Activity: The full listing, from first line to last, should be set down again exactly.

====

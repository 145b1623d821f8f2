//! Tokenkeg instructions

pub mod initialize_mint;
pub mod set_authority;

/// Size of a tokenkeg mint account
pub const MINT_LEN: usize = 82;

/// Decimals of every meme mint created for a new pool
pub const MEME_MINT_DECIMALS: u8 = 9;

pub(crate) const COPTION_NONE: u8 = 0;
pub(crate) const COPTION_SOME: u8 = 1;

====

Exercise answer:
repository 145b1623d821f8f2
//! Tokenkeg instructions

pub mod initialize_mint;
pub mod set_authority;

/// Size of a tokenkeg mint account
pub const MINT_LEN: usize = 82;

/// Decimals of every meme mint created for a new pool
pub const MEME_MINT_DECIMALS: u8 = 9;

pub(crate) const COPTION_NONE: u8 = 0;
pub(crate) const COPTION_SOME: u8 = 1;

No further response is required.